- [Task to complete]
Each of the records below must be reproduced exactly.

[Stored items]
──────

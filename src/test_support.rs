use std::{
    cell::RefCell,
    io,
    rc::Rc,
    sync::{Arc, Mutex},
};

use crate::{
    config::{Config, ReportFormat},
    declare::BuildContext,
    engine::Engine,
    outcome::SuiteOutcome,
    reporter::{CollectingReporter, Event, Reporter, color::SupportsColor, with_reporters},
    tree::SuiteTree,
};

/// Records the order in which actions ran.
#[derive(Debug, Default, Clone)]
pub struct Recorder(Rc<RefCell<Vec<String>>>);

impl Recorder {
    /// An action that appends `label` when called.
    pub fn push(&self, label: &str) -> impl Fn() + 'static {
        let log = Rc::clone(&self.0);
        let label = label.to_string();
        move || log.borrow_mut().push(label.clone())
    }

    pub fn entries(&self) -> Vec<String> {
        self.0.borrow().clone()
    }
}

/// Declare a tree and run it through the engine, collecting every event.
pub fn run_declared(declare: impl FnOnce(&mut BuildContext<'_>)) -> (SuiteOutcome, Vec<Event>) {
    let mut tree = SuiteTree::new();
    declare(&mut BuildContext::new(&mut tree));

    let collecting = CollectingReporter::new();
    let mut reporters: Vec<Box<dyn Reporter>> = vec![Box::new(collecting.clone())];
    let (outcome, errors) = with_reporters(&mut reporters, |events| Engine::new(&tree, events).run());
    assert!(errors.is_empty());
    (outcome, collecting.events())
}

pub fn quiet_config() -> Config {
    Config {
        format: ReportFormat::None,
        ..Config::default()
    }
}

/// An in-memory reporter target that never supports color.
#[derive(Debug, Default, Clone)]
pub struct SharedBuffer(Arc<Mutex<Vec<u8>>>);

impl SharedBuffer {
    pub fn contents(&self) -> String {
        String::from_utf8_lossy(&self.0.lock().unwrap()).into_owned()
    }
}

impl io::Write for SharedBuffer {
    fn write(&mut self, buf: &[u8]) -> io::Result<usize> {
        self.0.lock().unwrap().extend_from_slice(buf);
        Ok(buf.len())
    }

    fn flush(&mut self) -> io::Result<()> {
        Ok(())
    }
}

impl SupportsColor for SharedBuffer {
    fn supports_color(&self) -> bool {
        false
    }
}
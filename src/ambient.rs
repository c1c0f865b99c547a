//! Free-function declaration API.
//!
//! Spec files written against the ambient API call [`describe`], [`it`] and
//! friends without a [`BuildContext`] in hand. These functions only work while
//! a tree is bound to the current thread through [`bind`], which the session
//! does for ambient loaders when globals are enabled. Calling them while
//! nothing is bound panics.
//!
//! [`BuildContext`]: crate::declare::BuildContext

use std::{
    borrow::Cow,
    cell::RefCell,
    mem,
    panic::{AssertUnwindSafe, catch_unwind, resume_unwind},
};

use crate::{
    action::ActionHandle,
    declare::BuildContext,
    tree::{HookKind, Mark, SuiteId, SuiteTree, TestId},
};

struct Bound {
    tree: SuiteTree,
    current: SuiteId,
}

thread_local! {
    static BOUND: RefCell<Option<Bound>> = const { RefCell::new(None) };
}

pub(crate) const UNBOUND_MESSAGE: &str =
    "ambient declaration API is not bound, enable globals to load this spec file";

/// Bind `tree` for the duration of `f`, with the cursor at the root.
///
/// The tree is handed back even if `f` panics, the panic is resumed afterwards.
/// Nested binds on one thread are not supported and panic.
pub fn bind<R>(tree: &mut SuiteTree, f: impl FnOnce() -> R) -> R {
    BOUND.with_borrow_mut(|bound| {
        assert!(bound.is_none(), "ambient declaration API is already bound");
        *bound = Some(Bound {
            tree: mem::take(tree),
            current: SuiteId::ROOT,
        });
    });

    let result = catch_unwind(AssertUnwindSafe(f));

    if let Some(bound) = BOUND.with_borrow_mut(Option::take) {
        *tree = bound.tree;
    }
    match result {
        Ok(value) => value,
        Err(payload) => resume_unwind(payload),
    }
}

/// Whether a tree is bound on this thread.
pub fn is_bound() -> bool {
    BOUND.with_borrow(Option::is_some)
}

fn with_context<R>(f: impl FnOnce(&mut BuildContext<'_>) -> R) -> R {
    BOUND.with_borrow_mut(|bound| {
        let Some(bound) = bound else {
            panic!("{UNBOUND_MESSAGE}");
        };
        let mut cx = BuildContext::at(&mut bound.tree, bound.current);
        f(&mut cx)
    })
}

fn set_current(id: SuiteId) {
    BOUND.with_borrow_mut(|bound| {
        if let Some(bound) = bound {
            bound.current = id;
        }
    });
}

fn current() -> SuiteId {
    with_context(|cx| cx.current())
}

/// Declare a suite. The binding is released while `body` runs so the body can
/// declare further nodes.
pub fn describe_marked(name: impl Into<Cow<'static, str>>, mark: Mark, body: impl FnOnce()) {
    let previous = current();
    let id = with_context(|cx| cx.open_suite(name, mark));
    set_current(id);
    let result = catch_unwind(AssertUnwindSafe(body));
    set_current(previous);
    if let Err(payload) = result {
        resume_unwind(payload);
    }
}

pub fn describe(name: impl Into<Cow<'static, str>>, body: impl FnOnce()) {
    describe_marked(name, Mark::None, body)
}

pub fn describe_only(name: impl Into<Cow<'static, str>>, body: impl FnOnce()) {
    describe_marked(name, Mark::Only, body)
}

pub fn describe_skip(name: impl Into<Cow<'static, str>>, body: impl FnOnce()) {
    describe_marked(name, Mark::Skip, body)
}

pub fn suite(name: impl Into<Cow<'static, str>>, body: impl FnOnce()) {
    describe(name, body)
}

pub fn test(name: impl Into<Cow<'static, str>>, action: impl Into<ActionHandle>) -> TestId {
    with_context(|cx| cx.test(name, action))
}

pub fn test_only(name: impl Into<Cow<'static, str>>, action: impl Into<ActionHandle>) -> TestId {
    with_context(|cx| cx.test_only(name, action))
}

pub fn test_skip(name: impl Into<Cow<'static, str>>, action: impl Into<ActionHandle>) -> TestId {
    with_context(|cx| cx.test_skip(name, action))
}

pub fn it(name: impl Into<Cow<'static, str>>, action: impl Into<ActionHandle>) -> TestId {
    test(name, action)
}

pub fn it_only(name: impl Into<Cow<'static, str>>, action: impl Into<ActionHandle>) -> TestId {
    test_only(name, action)
}

pub fn it_skip(name: impl Into<Cow<'static, str>>, action: impl Into<ActionHandle>) -> TestId {
    test_skip(name, action)
}

pub fn before(action: impl Into<ActionHandle>) {
    with_context(|cx| cx.hook(HookKind::Before, action))
}

pub fn after(action: impl Into<ActionHandle>) {
    with_context(|cx| cx.hook(HookKind::After, action))
}

pub fn before_each(action: impl Into<ActionHandle>) {
    with_context(|cx| cx.hook(HookKind::BeforeEach, action))
}

pub fn after_each(action: impl Into<ActionHandle>) {
    with_context(|cx| cx.hook(HookKind::AfterEach, action))
}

──────

- [Solution to this task]
filename src/test_support.rs
use std::{
    cell::RefCell,
    io,
    rc::Rc,
    sync::{Arc, Mutex},
};

use crate::{
    config::{Config, ReportFormat},
    declare::BuildContext,
    engine::Engine,
    outcome::SuiteOutcome,
    reporter::{CollectingReporter, Event, Reporter, color::SupportsColor, with_reporters},
    tree::SuiteTree,
};

/// Records the order in which actions ran.
#[derive(Debug, Default, Clone)]
pub struct Recorder(Rc<RefCell<Vec<String>>>);

impl Recorder {
    /// An action that appends `label` when called.
    pub fn push(&self, label: &str) -> impl Fn() + 'static {
        let log = Rc::clone(&self.0);
        let label = label.to_string();
        move || log.borrow_mut().push(label.clone())
    }

    pub fn entries(&self) -> Vec<String> {
        self.0.borrow().clone()
    }
}

/// Declare a tree and run it through the engine, collecting every event.
pub fn run_declared(declare: impl FnOnce(&mut BuildContext<'_>)) -> (SuiteOutcome, Vec<Event>) {
    let mut tree = SuiteTree::new();
    declare(&mut BuildContext::new(&mut tree));

    let collecting = CollectingReporter::new();
    let mut reporters: Vec<Box<dyn Reporter>> = vec![Box::new(collecting.clone())];
    let (outcome, errors) = with_reporters(&mut reporters, |events| Engine::new(&tree, events).run());
    assert!(errors.is_empty());
    (outcome, collecting.events())
}

pub fn quiet_config() -> Config {
    Config {
        format: ReportFormat::None,
        ..Config::default()
    }
}

/// An in-memory reporter target that never supports color.
#[derive(Debug, Default, Clone)]
pub struct SharedBuffer(Arc<Mutex<Vec<u8>>>);

impl SharedBuffer {
    pub fn contents(&self) -> String {
        String::from_utf8_lossy(&self.0.lock().unwrap()).into_owned()
    }
}

impl io::Write for SharedBuffer {
    fn write(&mut self, buf: &[u8]) -> io::Result<usize> {
        self.0.lock().unwrap().extend_from_slice(buf);
        Ok(buf.len())
    }

    fn flush(&mut self) -> io::Result<()> {
        Ok(())
    }
}

impl SupportsColor for SharedBuffer {
    fn supports_color(&self) -> bool {
        false
    }
}
filename src/ambient.rs
repository c1c0f865b99c547a
//! Free-function declaration API.
//!
//! Spec files written against the ambient API call [`describe`], [`it`] and
//! friends without a [`BuildContext`] in hand. These functions only work while
//! a tree is bound to the current thread through [`bind`], which the session
//! does for ambient loaders when globals are enabled. Calling them while
//! nothing is bound panics.
//!
//! [`BuildContext`]: crate::declare::BuildContext

use std::{
    borrow::Cow,
    cell::RefCell,
    mem,
    panic::{AssertUnwindSafe, catch_unwind, resume_unwind},
};

use crate::{
    action::ActionHandle,
    declare::BuildContext,
    tree::{HookKind, Mark, SuiteId, SuiteTree, TestId},
};

struct Bound {
    tree: SuiteTree,
    current: SuiteId,
}

thread_local! {
    static BOUND: RefCell<Option<Bound>> = const { RefCell::new(None) };
}

pub(crate) const UNBOUND_MESSAGE: &str =
    "ambient declaration API is not bound, enable globals to load this spec file";

/// Bind `tree` for the duration of `f`, with the cursor at the root.
///
/// The tree is handed back even if `f` panics, the panic is resumed afterwards.
/// Nested binds on one thread are not supported and panic.
pub fn bind<R>(tree: &mut SuiteTree, f: impl FnOnce() -> R) -> R {
    BOUND.with_borrow_mut(|bound| {
        assert!(bound.is_none(), "ambient declaration API is already bound");
        *bound = Some(Bound {
            tree: mem::take(tree),
            current: SuiteId::ROOT,
        });
    });

    let result = catch_unwind(AssertUnwindSafe(f));

    if let Some(bound) = BOUND.with_borrow_mut(Option::take) {
        *tree = bound.tree;
    }
    match result {
        Ok(value) => value,
        Err(payload) => resume_unwind(payload),
    }
}

/// Whether a tree is bound on this thread.
pub fn is_bound() -> bool {
    BOUND.with_borrow(Option::is_some)
}

fn with_context<R>(f: impl FnOnce(&mut BuildContext<'_>) -> R) -> R {
    BOUND.with_borrow_mut(|bound| {
        let Some(bound) = bound else {
            panic!("{UNBOUND_MESSAGE}");
        };
        let mut cx = BuildContext::at(&mut bound.tree, bound.current);
        f(&mut cx)
    })
}

fn set_current(id: SuiteId) {
    BOUND.with_borrow_mut(|bound| {
        if let Some(bound) = bound {
            bound.current = id;
        }
    });
}

fn current() -> SuiteId {
    with_context(|cx| cx.current())
}

/// Declare a suite. The binding is released while `body` runs so the body can
/// declare further nodes.
pub fn describe_marked(name: impl Into<Cow<'static, str>>, mark: Mark, body: impl FnOnce()) {
    let previous = current();
    let id = with_context(|cx| cx.open_suite(name, mark));
    set_current(id);
    let result = catch_unwind(AssertUnwindSafe(body));
    set_current(previous);
    if let Err(payload) = result {
        resume_unwind(payload);
    }
}

pub fn describe(name: impl Into<Cow<'static, str>>, body: impl FnOnce()) {
    describe_marked(name, Mark::None, body)
}

pub fn describe_only(name: impl Into<Cow<'static, str>>, body: impl FnOnce()) {
    describe_marked(name, Mark::Only, body)
}

pub fn describe_skip(name: impl Into<Cow<'static, str>>, body: impl FnOnce()) {
    describe_marked(name, Mark::Skip, body)
}

pub fn suite(name: impl Into<Cow<'static, str>>, body: impl FnOnce()) {
    describe(name, body)
}

pub fn test(name: impl Into<Cow<'static, str>>, action: impl Into<ActionHandle>) -> TestId {
    with_context(|cx| cx.test(name, action))
}

pub fn test_only(name: impl Into<Cow<'static, str>>, action: impl Into<ActionHandle>) -> TestId {
    with_context(|cx| cx.test_only(name, action))
}

pub fn test_skip(name: impl Into<Cow<'static, str>>, action: impl Into<ActionHandle>) -> TestId {
    with_context(|cx| cx.test_skip(name, action))
}

pub fn it(name: impl Into<Cow<'static, str>>, action: impl Into<ActionHandle>) -> TestId {
    test(name, action)
}

pub fn it_only(name: impl Into<Cow<'static, str>>, action: impl Into<ActionHandle>) -> TestId {
    test_only(name, action)
}

pub fn it_skip(name: impl Into<Cow<'static, str>>, action: impl Into<ActionHandle>) -> TestId {
    test_skip(name, action)
}

pub fn before(action: impl Into<ActionHandle>) {
    with_context(|cx| cx.hook(HookKind::Before, action))
}

pub fn after(action: impl Into<ActionHandle>) {
    with_context(|cx| cx.hook(HookKind::After, action))
}

pub fn before_each(action: impl Into<ActionHandle>) {
    with_context(|cx| cx.hook(HookKind::BeforeEach, action))
}

pub fn after_each(action: impl Into<ActionHandle>) {
    with_context(|cx| cx.hook(HookKind::AfterEach, action))
}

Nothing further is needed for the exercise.